*Assigned task:*
Please output the data below exactly as given, starting at its first line and stopping after the line that contains "pub use config::RefreshConfig;".

*Material for the task:*

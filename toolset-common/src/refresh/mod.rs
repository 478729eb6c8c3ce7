//! Pull-to-refresh coordination

pub mod animation;
pub mod config;
pub mod coordinator;
pub mod indicator;

pub use animation::OffsetAnimation;
pub use config::RefreshConfig;
pub use coordinator::{RefreshCoordinator, RefreshState, ScrollUpdate};
pub use indicator::{IndicatorPose, RefreshActivityIndicator};
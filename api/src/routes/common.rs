//! Shared helpers for route handlers.

use axum::{Json, http::StatusCode};
use db::error::DomainError;
use serde::Serialize;

use crate::response::ApiResponse;

/// Maps a [`DomainError`] onto an HTTP status and the standard error
/// envelope.
///
/// Business invariant violations surface with their own message; transient
/// store failures are logged and reported as a generic retryable failure so
/// internals never leak to the client.
pub fn domain_error<T>(err: DomainError) -> (StatusCode, Json<ApiResponse<T>>)
where
    T: Serialize + Default,
{
    let status = match &err {
        DomainError::InvalidMarks { .. }
        | DomainError::InvalidAssignment(_)
        | DomainError::StaleMarks { .. } => StatusCode::BAD_REQUEST,

        DomainError::UnauthorizedReviewer { .. } | DomainError::NotSheetOwner => {
            StatusCode::FORBIDDEN
        }

        DomainError::NotFound(_) | DomainError::MarkNotFound { .. } => StatusCode::NOT_FOUND,

        DomainError::InvalidTransition { .. }
        | DomainError::AlreadyGraded { .. }
        | DomainError::Overlap { .. }
        | DomainError::SheetNotGraded
        | DomainError::DuplicateGrievance => StatusCode::CONFLICT,

        DomainError::Db(e) => {
            tracing::error!(error = %e, "Database error while handling request");
            return (
                StatusCode::INTERNAL_SERVER_ERROR,
                Json(ApiResponse::error("Something went wrong, please try again")),
            );
        }
    };

    (status, Json(ApiResponse::error(err.to_string())))
}
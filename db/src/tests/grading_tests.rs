use std::collections::{BTreeMap, BTreeSet};

use crate::error::DomainError;
use crate::models::answer_sheet::{GradingStatus, MarkEntry, Model as SheetModel};
use crate::models::exam_teacher_assignment::Model as AssignmentModel;
use crate::models::question_mark::Model as QuestionMarkModel;
use crate::tests::helpers::{fixture, standard_marks};

#[tokio::test]
async fn grading_completes_the_sheet_and_totals_the_ledger() {
    let f = fixture().await;

    let graded = SheetModel::grade(&f.db, f.sheet.id, f.teacher.id, &standard_marks())
        .await
        .unwrap();

    assert_eq!(graded.grading_status, GradingStatus::Completed);
    assert_eq!(graded.graded_by, Some(f.teacher.id));
    assert!(graded.graded_at.is_some());
    assert_eq!(graded.obtained_marks, 21);

    // Consistency invariant: the stored total always equals the ledger sum.
    let total = QuestionMarkModel::total_for(&f.db, f.sheet.id).await.unwrap();
    assert_eq!(total, graded.obtained_marks);
}

#[tokio::test]
async fn grading_rejects_questions_outside_the_assignment() {
    let f = fixture().await;

    let mut marks = standard_marks();
    marks.push(MarkEntry {
        question_number: 4,
        max_marks: 10,
        obtained_marks: 5,
        comments: None,
    });

    let result = SheetModel::grade(&f.db, f.sheet.id, f.teacher.id, &marks).await;
    assert!(matches!(
        result,
        Err(DomainError::UnauthorizedReviewer { .. })
    ));

    // The whole grade is rejected; no partial ledger writes.
    let total = QuestionMarkModel::total_for(&f.db, f.sheet.id).await.unwrap();
    assert_eq!(total, 0);
}

#[tokio::test]
async fn grading_requires_an_assignment_on_the_exam() {
    let f = fixture().await;

    let result = SheetModel::grade(&f.db, f.sheet.id, f.other_teacher.id, &standard_marks()).await;
    assert!(matches!(
        result,
        Err(DomainError::UnauthorizedReviewer { .. })
    ));
}

#[tokio::test]
async fn same_grader_regrade_overwrites_without_duplicates() {
    let f = fixture().await;

    SheetModel::grade(&f.db, f.sheet.id, f.teacher.id, &standard_marks())
        .await
        .unwrap();

    let second_pass = vec![
        MarkEntry {
            question_number: 1,
            max_marks: 10,
            obtained_marks: 10,
            comments: None,
        },
        MarkEntry {
            question_number: 2,
            max_marks: 10,
            obtained_marks: 2,
            comments: None,
        },
        MarkEntry {
            question_number: 3,
            max_marks: 10,
            obtained_marks: 3,
            comments: None,
        },
    ];
    let regraded = SheetModel::grade(&f.db, f.sheet.id, f.teacher.id, &second_pass)
        .await
        .unwrap();

    assert_eq!(regraded.obtained_marks, 15);

    let entries = QuestionMarkModel::find_for_sheet(&f.db, f.sheet.id)
        .await
        .unwrap();
    assert_eq!(entries.len(), 3, "re-grade must not duplicate ledger rows");
}

#[tokio::test]
async fn a_different_grader_cannot_regrade_a_completed_sheet() {
    let f = fixture().await;

    SheetModel::grade(&f.db, f.sheet.id, f.teacher.id, &standard_marks())
        .await
        .unwrap();

    // Give the second teacher a disjoint, valid assignment on the exam.
    AssignmentModel::assign(
        &f.db,
        f.exam.id,
        f.other_teacher.id,
        &BTreeSet::from([4, 5]),
        &BTreeMap::from([(4, 10), (5, 10)]),
    )
    .await
    .unwrap();

    let result = SheetModel::grade(
        &f.db,
        f.sheet.id,
        f.other_teacher.id,
        &[MarkEntry {
            question_number: 4,
            max_marks: 10,
            obtained_marks: 5,
            comments: None,
        }],
    )
    .await;

    assert!(matches!(
        result,
        Err(DomainError::AlreadyGraded { .. })
    ));
}

#[tokio::test]
async fn derive_status_follows_the_ledger() {
    let f = fixture().await;

    let before = SheetModel::derive_status(&f.db, f.sheet.id).await.unwrap();
    assert_eq!(before, GradingStatus::Pending);

    SheetModel::grade(&f.db, f.sheet.id, f.teacher.id, &standard_marks())
        .await
        .unwrap();

    let after = SheetModel::derive_status(&f.db, f.sheet.id).await.unwrap();
    assert_eq!(after, GradingStatus::Completed);
}

#[tokio::test]
async fn grading_an_unknown_sheet_fails() {
    let f = fixture().await;

    let result = SheetModel::grade(&f.db, 9999, f.teacher.id, &standard_marks()).await;
    assert!(matches!(result, Err(DomainError::NotFound(_))));
}
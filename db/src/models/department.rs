use chrono::{DateTime, Utc};
use sea_orm::ActiveValue::Set;
use sea_orm::entity::prelude::*;
use serde::Serialize;

#[derive(Clone, Debug, PartialEq, DeriveEntityModel, Serialize)]
#[sea_orm(table_name = "departments")]
pub struct Model {
    #[sea_orm(primary_key)]
    pub id: i64,

    pub name: String,
    pub code: String,

    pub created_at: DateTime<Utc>,
    pub updated_at: DateTime<Utc>,
}

#[derive(Copy, Clone, Debug, EnumIter, DeriveRelation)]
pub enum Relation {
    #[sea_orm(has_many = "super::subject::Entity")]
    Subject,

    #[sea_orm(has_many = "super::user::Entity")]
    User,
}

impl Related<super::subject::Entity> for Entity {
    fn to() -> RelationDef {
        Relation::Subject.def()
    }
}

impl Related<super::user::Entity> for Entity {
    fn to() -> RelationDef {
        Relation::User.def()
    }
}

impl ActiveModelBehavior for ActiveModel {}

impl Model {
    pub async fn create(db: &DbConn, name: &str, code: &str) -> Result<Model, DbErr> {
        let now = Utc::now();

        let active_model = ActiveModel {
            name: Set(name.to_owned()),
            code: Set(code.to_owned()),
            created_at: Set(now),
            updated_at: Set(now),
            ..Default::default()
        };

        active_model.insert(db).await
    }
}
use colored::*;
use db::error::DomainError;
use futures::FutureExt;
use sea_orm::DatabaseConnection;
use std::future::Future;
use std::io::{self, Write};
use std::pin::Pin;
use std::time::Instant;

const STATUS_COLUMN: usize = 80;

pub trait Seeder {
    fn seed<'a>(
        &'a self,
        db: &'a DatabaseConnection,
    ) -> Pin<Box<dyn Future<Output = Result<(), DomainError>> + Send + 'a>>;
}

pub async fn run_seeder<S: Seeder + ?Sized>(seeder: &S, name: &str, db: &DatabaseConnection) {
    let base_msg = format!("Seeding {}", name.bold());
    let dots = ".".repeat(STATUS_COLUMN.saturating_sub(base_msg.len()));
    print!("{}{} ", base_msg, dots);
    io::stdout().flush().unwrap();

    let start = Instant::now();
    let result = std::panic::AssertUnwindSafe(seeder.seed(db))
        .catch_unwind()
        .await;

    match result {
        Ok(Ok(())) => {
            let time_str = format!("({:.2?})", start.elapsed()).dimmed();
            println!("{} {}", "done".green(), time_str);
        }
        Ok(Err(e)) => {
            println!("{}", "failed".red());
            eprintln!("{}", e);
            std::process::exit(1);
        }
        Err(_) => {
            println!("{}", "panicked".red());
            std::process::exit(1);
        }
    }
}
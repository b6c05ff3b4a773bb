use argon2::{
    Argon2,
    password_hash::{PasswordHash, PasswordHasher, PasswordVerifier, SaltString},
};
use chrono::{DateTime, Utc};
use rand::rngs::OsRng;
use sea_orm::ActiveValue::Set;
use sea_orm::QueryFilter;
use sea_orm::entity::prelude::*;
use serde::{Deserialize, Serialize};
use strum::{Display, EnumString};

/// Represents a user in the `users` table.
///
/// Every account carries an explicit role claim; role is never derived from
/// the email address or any other field.
#[derive(Clone, Debug, PartialEq, DeriveEntityModel, Serialize)]
#[sea_orm(table_name = "users")]
pub struct Model {
    /// Primary key ID (auto-incremented).
    #[sea_orm(primary_key)]
    pub id: i64,
    /// Unique login/display handle.
    pub username: String,
    /// User's unique email address.
    pub email: String,
    /// Securely hashed password string.
    #[serde(skip_serializing)]
    pub password_hash: String,
    /// Authoritative role claim issued at account creation.
    pub role: Role,
    /// Home department, if any.
    pub department_id: Option<i64>,
    /// Timestamp when the user was created.
    pub created_at: DateTime<Utc>,
    /// Timestamp when the user was last updated.
    pub updated_at: DateTime<Utc>,
}

/// Enum representing a user's role in the portal.
/// Backed by a `user_role` enum in the database.
#[derive(
    Debug, Clone, Copy, PartialEq, Eq, EnumIter, DeriveActiveEnum, Display, EnumString, Serialize,
    Deserialize,
)]
#[serde(rename_all = "lowercase")]
#[sea_orm(rs_type = "String", db_type = "Enum", enum_name = "user_role")]
#[strum(serialize_all = "lowercase", ascii_case_insensitive)]
pub enum Role {
    #[sea_orm(string_value = "admin")]
    Admin,

    #[sea_orm(string_value = "teacher")]
    Teacher,

    #[sea_orm(string_value = "student")]
    Student,
}

#[derive(Copy, Clone, Debug, EnumIter, DeriveRelation)]
pub enum Relation {
    #[sea_orm(
        belongs_to = "super::department::Entity",
        from = "Column::DepartmentId",
        to = "super::department::Column::Id"
    )]
    Department,
}

impl Related<super::department::Entity> for Entity {
    fn to() -> RelationDef {
        Relation::Department.def()
    }
}

impl ActiveModelBehavior for ActiveModel {}

impl Model {
    pub async fn create(
        db: &DbConn,
        username: &str,
        email: &str,
        password: &str,
        role: Role,
        department_id: Option<i64>,
    ) -> Result<Model, DbErr> {
        let now = Utc::now();

        let active_model = ActiveModel {
            username: Set(username.to_owned()),
            email: Set(email.to_owned()),
            password_hash: Set(Self::hash_password(password)?),
            role: Set(role),
            department_id: Set(department_id),
            created_at: Set(now),
            updated_at: Set(now),
            ..Default::default()
        };

        active_model.insert(db).await
    }

    /// Looks up a user by email and verifies the supplied password against
    /// the stored argon2 hash. Returns `None` for unknown emails and for
    /// failed verification alike, so callers cannot distinguish the two.
    pub async fn verify_credentials(
        db: &DbConn,
        email: &str,
        password: &str,
    ) -> Result<Option<Model>, DbErr> {
        let user = Entity::find()
            .filter(Column::Email.eq(email))
            .one(db)
            .await?;

        Ok(user.filter(|u| u.verify_password(password)))
    }

    pub fn verify_password(&self, password: &str) -> bool {
        PasswordHash::new(&self.password_hash)
            .map(|parsed| {
                Argon2::default()
                    .verify_password(password.as_bytes(), &parsed)
                    .is_ok()
            })
            .unwrap_or(false)
    }

    fn hash_password(password: &str) -> Result<String, DbErr> {
        let salt = SaltString::generate(&mut OsRng);
        Argon2::default()
            .hash_password(password.as_bytes(), &salt)
            .map(|h| h.to_string())
            .map_err(|e| DbErr::Custom(format!("Failed to hash password: {e}")))
    }
}
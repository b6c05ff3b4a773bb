use sea_orm_migration::prelude::*;

use crate::migrations;

pub struct Migrator;

#[async_trait::async_trait]
impl MigratorTrait for Migrator {
    fn migrations() -> Vec<Box<dyn MigrationTrait>> {
        vec![
            Box::new(migrations::m202607010001_create_departments::Migration),
            Box::new(migrations::m202607010002_create_users::Migration),
            Box::new(migrations::m202607010003_create_subjects::Migration),
            Box::new(migrations::m202607010004_create_exams::Migration),
            Box::new(migrations::m202607010005_create_exam_teacher_assignments::Migration),
            Box::new(migrations::m202607010006_create_answer_sheets::Migration),
            Box::new(migrations::m202607010007_create_question_marks::Migration),
            Box::new(migrations::m202607010008_create_annotations::Migration),
            Box::new(migrations::m202607010009_create_grievances::Migration),
        ]
    }
}
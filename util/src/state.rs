//! Application state container shared across Axum route handlers.
//!
//! This struct holds shared resources such as the database connection.
//! It is cheap to clone and passed into route handlers via Axum's `State<T>` extractor.

use sea_orm::DatabaseConnection;

/// Central application state shared across the server.
///
/// Currently this wraps the SeaORM connection pool; handlers borrow it via
/// [`AppState::db`] and background jobs take ownership via [`AppState::db_clone`].
#[derive(Clone)]
pub struct AppState {
    db: DatabaseConnection,
}

impl AppState {
    /// Creates a new `AppState` with the given database connection.
    pub fn new(db: DatabaseConnection) -> Self {
        Self { db }
    }

    /// Returns a shared reference to the internal `DatabaseConnection`.
    pub fn db(&self) -> &DatabaseConnection {
        &self.db
    }

    /// Returns a cloned copy of the database connection.
    ///
    /// Useful for async contexts or spawning tasks that require ownership.
    pub fn db_clone(&self) -> DatabaseConnection {
        self.db.clone()
    }
}
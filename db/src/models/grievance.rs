use chrono::{DateTime, Utc};
use sea_orm::ActiveValue::Set;
use sea_orm::DeriveActiveEnum;
use sea_orm::QueryFilter;
use sea_orm::entity::prelude::*;
use sea_orm::{
    ColumnTrait, DatabaseConnection, DatabaseTransaction, IntoActiveModel, TransactionTrait,
};
use serde::{Deserialize, Serialize};
use strum::{Display, EnumString};

use crate::error::DomainError;
use crate::models::answer_sheet::{
    Entity as SheetEntity, GradingStatus, Model as SheetModel,
};
use crate::models::exam_teacher_assignment::Model as AssignmentModel;
use crate::models::question_mark::Model as QuestionMarkModel;

/// A student-initiated dispute over the marks awarded for one question.
///
/// Lifecycle: `pending → under_review → {resolved, rejected}`; review may
/// also resolve or reject straight from `pending`. The two terminal states
/// are absorbing — once reached, no transition is ever permitted again.
///
/// `current_marks` snapshots the ledger at submission time and is never
/// rewritten afterwards; it preserves the basis of the dispute even if the
/// sheet is re-graded while the grievance is open.
#[derive(Clone, Debug, PartialEq, DeriveEntityModel, Serialize)]
#[sea_orm(table_name = "grievances")]
pub struct Model {
    #[sea_orm(primary_key)]
    pub id: i64,

    pub student_id: i64,
    pub answer_sheet_id: i64,

    pub question_number: i64,
    pub sub_question: Option<String>,

    pub grievance_text: String,
    pub current_marks: i64,
    pub updated_marks: Option<i64>,

    pub status: GrievanceStatus,

    pub reviewer_id: Option<i64>,
    pub teacher_response: Option<String>,

    pub submission_date: DateTime<Utc>,
    pub reviewed_at: Option<DateTime<Utc>>,

    pub created_at: DateTime<Utc>,
    pub updated_at: DateTime<Utc>,
}

#[derive(
    Debug, Clone, Copy, PartialEq, Eq, EnumIter, DeriveActiveEnum, Display, EnumString, Serialize,
    Deserialize,
)]
#[serde(rename_all = "snake_case")]
#[sea_orm(rs_type = "String", db_type = "Enum", enum_name = "grievance_status")]
#[strum(serialize_all = "snake_case", ascii_case_insensitive)]
pub enum GrievanceStatus {
    #[sea_orm(string_value = "pending")]
    Pending,

    #[sea_orm(string_value = "under_review")]
    UnderReview,

    #[sea_orm(string_value = "resolved")]
    Resolved,

    #[sea_orm(string_value = "rejected")]
    Rejected,
}

impl GrievanceStatus {
    /// Terminal states permit no further transitions.
    pub fn is_terminal(&self) -> bool {
        matches!(self, GrievanceStatus::Resolved | GrievanceStatus::Rejected)
    }
}

#[derive(Copy, Clone, Debug, EnumIter, DeriveRelation)]
pub enum Relation {
    #[sea_orm(
        belongs_to = "super::answer_sheet::Entity",
        from = "Column::AnswerSheetId",
        to = "super::answer_sheet::Column::Id"
    )]
    AnswerSheet,

    #[sea_orm(
        belongs_to = "super::user::Entity",
        from = "Column::StudentId",
        to = "super::user::Column::Id"
    )]
    Student,
}

impl Related<super::answer_sheet::Entity> for Entity {
    fn to() -> RelationDef {
        Relation::AnswerSheet.def()
    }
}

impl Related<super::user::Entity> for Entity {
    fn to() -> RelationDef {
        Relation::Student.def()
    }
}

impl ActiveModelBehavior for ActiveModel {}

impl Model {
    /// Files a grievance against one question of the student's own,
    /// already-graded answer sheet.
    ///
    /// Rejected when the sheet is still pending (`SheetNotGraded`), belongs
    /// to a different student (`NotSheetOwner`), the question has no ledger
    /// entry (`MarkNotFound`), an open grievance already exists for the same
    /// question and sub-question (`DuplicateGrievance`), or the student's
    /// claimed marks disagree with the ledger (`StaleMarks`).
    pub async fn submit(
        db: &DatabaseConnection,
        student_id: i64,
        answer_sheet_id: i64,
        question_number: i64,
        sub_question: Option<&str>,
        grievance_text: &str,
        claimed_current_marks: i64,
    ) -> Result<Model, DomainError> {
        let sheet = SheetEntity::find_by_id(answer_sheet_id)
            .one(db)
            .await?
            .ok_or(DomainError::NotFound("answer sheet"))?;

        if sheet.student_id != student_id {
            return Err(DomainError::NotSheetOwner);
        }

        if sheet.grading_status != GradingStatus::Completed {
            return Err(DomainError::SheetNotGraded);
        }

        let entry = QuestionMarkModel::find_entry(db, answer_sheet_id, question_number)
            .await?
            .ok_or(DomainError::MarkNotFound {
                sheet_id: answer_sheet_id,
                question_number,
            })?;

        if entry.obtained_marks != claimed_current_marks {
            return Err(DomainError::StaleMarks {
                claimed: claimed_current_marks,
                actual: entry.obtained_marks,
            });
        }

        let mut open = Entity::find()
            .filter(Column::AnswerSheetId.eq(answer_sheet_id))
            .filter(Column::QuestionNumber.eq(question_number))
            .all(db)
            .await?;
        open.retain(|g| g.sub_question.as_deref() == sub_question && !g.status.is_terminal());
        if !open.is_empty() {
            return Err(DomainError::DuplicateGrievance);
        }

        let now = Utc::now();
        let active = ActiveModel {
            student_id: Set(student_id),
            answer_sheet_id: Set(answer_sheet_id),
            question_number: Set(question_number),
            sub_question: Set(sub_question.map(str::to_owned)),
            grievance_text: Set(grievance_text.to_owned()),
            current_marks: Set(entry.obtained_marks),
            updated_marks: Set(None),
            status: Set(GrievanceStatus::Pending),
            reviewer_id: Set(None),
            teacher_response: Set(None),
            submission_date: Set(now),
            reviewed_at: Set(None),
            created_at: Set(now),
            updated_at: Set(now),
            ..Default::default()
        };

        Ok(active.insert(db).await?)
    }

    /// `pending → under_review`. Assigns the reviewer; no other side effect.
    pub async fn begin_review(
        db: &DatabaseConnection,
        grievance_id: i64,
        reviewer_id: i64,
    ) -> Result<Model, DomainError> {
        let txn = db.begin().await.map_err(DomainError::Db)?;

        let (grievance, _sheet) = Self::load_for_review(&txn, grievance_id, reviewer_id).await?;

        if grievance.status != GrievanceStatus::Pending {
            return Err(DomainError::InvalidTransition {
                from: grievance.status,
            });
        }

        let mut active = grievance.into_active_model();
        active.status = Set(GrievanceStatus::UnderReview);
        active.reviewer_id = Set(Some(reviewer_id));
        active.updated_at = Set(Utc::now());
        let updated = active.update(&txn).await?;

        txn.commit().await.map_err(DomainError::Db)?;
        Ok(updated)
    }

    /// `{pending, under_review} → resolved`.
    ///
    /// Applies the mark correction through the ledger, recomputes the sheet's
    /// obtained total, and records the resolution — all in one transaction.
    /// If the correction fails for any reason the transaction is rolled back
    /// and the grievance remains non-terminal.
    pub async fn resolve(
        db: &DatabaseConnection,
        grievance_id: i64,
        reviewer_id: i64,
        response_text: &str,
        new_marks: i64,
    ) -> Result<Model, DomainError> {
        let txn = db.begin().await.map_err(DomainError::Db)?;

        let (grievance, sheet) = Self::load_for_review(&txn, grievance_id, reviewer_id).await?;

        if grievance.status.is_terminal() {
            return Err(DomainError::InvalidTransition {
                from: grievance.status,
            });
        }

        QuestionMarkModel::apply_grievance_correction(
            &txn,
            grievance.answer_sheet_id,
            grievance.question_number,
            new_marks,
            reviewer_id,
        )
        .await?;

        let total = QuestionMarkModel::total_for(&txn, grievance.answer_sheet_id).await?;
        let now = Utc::now();

        let mut sheet_active = sheet.into_active_model();
        sheet_active.obtained_marks = Set(total);
        sheet_active.updated_at = Set(now);
        sheet_active.update(&txn).await?;

        let mut active = grievance.into_active_model();
        active.status = Set(GrievanceStatus::Resolved);
        active.reviewer_id = Set(Some(reviewer_id));
        active.updated_marks = Set(Some(new_marks));
        active.teacher_response = Set(Some(response_text.to_owned()));
        active.reviewed_at = Set(Some(now));
        active.updated_at = Set(now);
        let updated = active.update(&txn).await?;

        txn.commit().await.map_err(DomainError::Db)?;
        tracing::info!(grievance_id, reviewer_id, new_marks, "Grievance resolved");
        Ok(updated)
    }

    /// `{pending, under_review} → rejected`. Marks are untouched.
    pub async fn reject(
        db: &DatabaseConnection,
        grievance_id: i64,
        reviewer_id: i64,
        response_text: &str,
    ) -> Result<Model, DomainError> {
        let txn = db.begin().await.map_err(DomainError::Db)?;

        let (grievance, _sheet) = Self::load_for_review(&txn, grievance_id, reviewer_id).await?;

        if grievance.status.is_terminal() {
            return Err(DomainError::InvalidTransition {
                from: grievance.status,
            });
        }

        let now = Utc::now();
        let mut active = grievance.into_active_model();
        active.status = Set(GrievanceStatus::Rejected);
        active.reviewer_id = Set(Some(reviewer_id));
        active.teacher_response = Set(Some(response_text.to_owned()));
        active.reviewed_at = Set(Some(now));
        active.updated_at = Set(now);
        let updated = active.update(&txn).await?;

        txn.commit().await.map_err(DomainError::Db)?;
        tracing::info!(grievance_id, reviewer_id, "Grievance rejected");
        Ok(updated)
    }

    /// Loads the grievance and its sheet inside the caller's transaction and
    /// checks that the reviewer's exam assignment covers the disputed
    /// question. Re-reading under the transaction serializes concurrent
    /// review attempts on the same grievance.
    async fn load_for_review(
        txn: &DatabaseTransaction,
        grievance_id: i64,
        reviewer_id: i64,
    ) -> Result<(Model, SheetModel), DomainError> {
        let grievance = Entity::find_by_id(grievance_id)
            .one(txn)
            .await?
            .ok_or(DomainError::NotFound("grievance"))?;

        let sheet = SheetEntity::find_by_id(grievance.answer_sheet_id)
            .one(txn)
            .await?
            .ok_or(DomainError::NotFound("answer sheet"))?;

        let authorized =
            AssignmentModel::authorized_questions(txn, sheet.exam_id, reviewer_id).await?;
        if !authorized.contains(&grievance.question_number) {
            return Err(DomainError::UnauthorizedReviewer { reviewer_id });
        }

        Ok((grievance, sheet))
    }

    pub async fn find_for_student(
        db: &DatabaseConnection,
        student_id: i64,
    ) -> Result<Vec<Model>, DbErr> {
        Entity::find()
            .filter(Column::StudentId.eq(student_id))
            .all(db)
            .await
    }
}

*Result:*
filename toolset-common/src/refresh/mod.rs
repository 478729eb6c8c3ce7
//! Pull-to-refresh coordination

pub mod animation;
pub mod config;
pub mod coordinator;
pub mod indicator;

pub use animation::OffsetAnimation;
pub use config::RefreshConfig;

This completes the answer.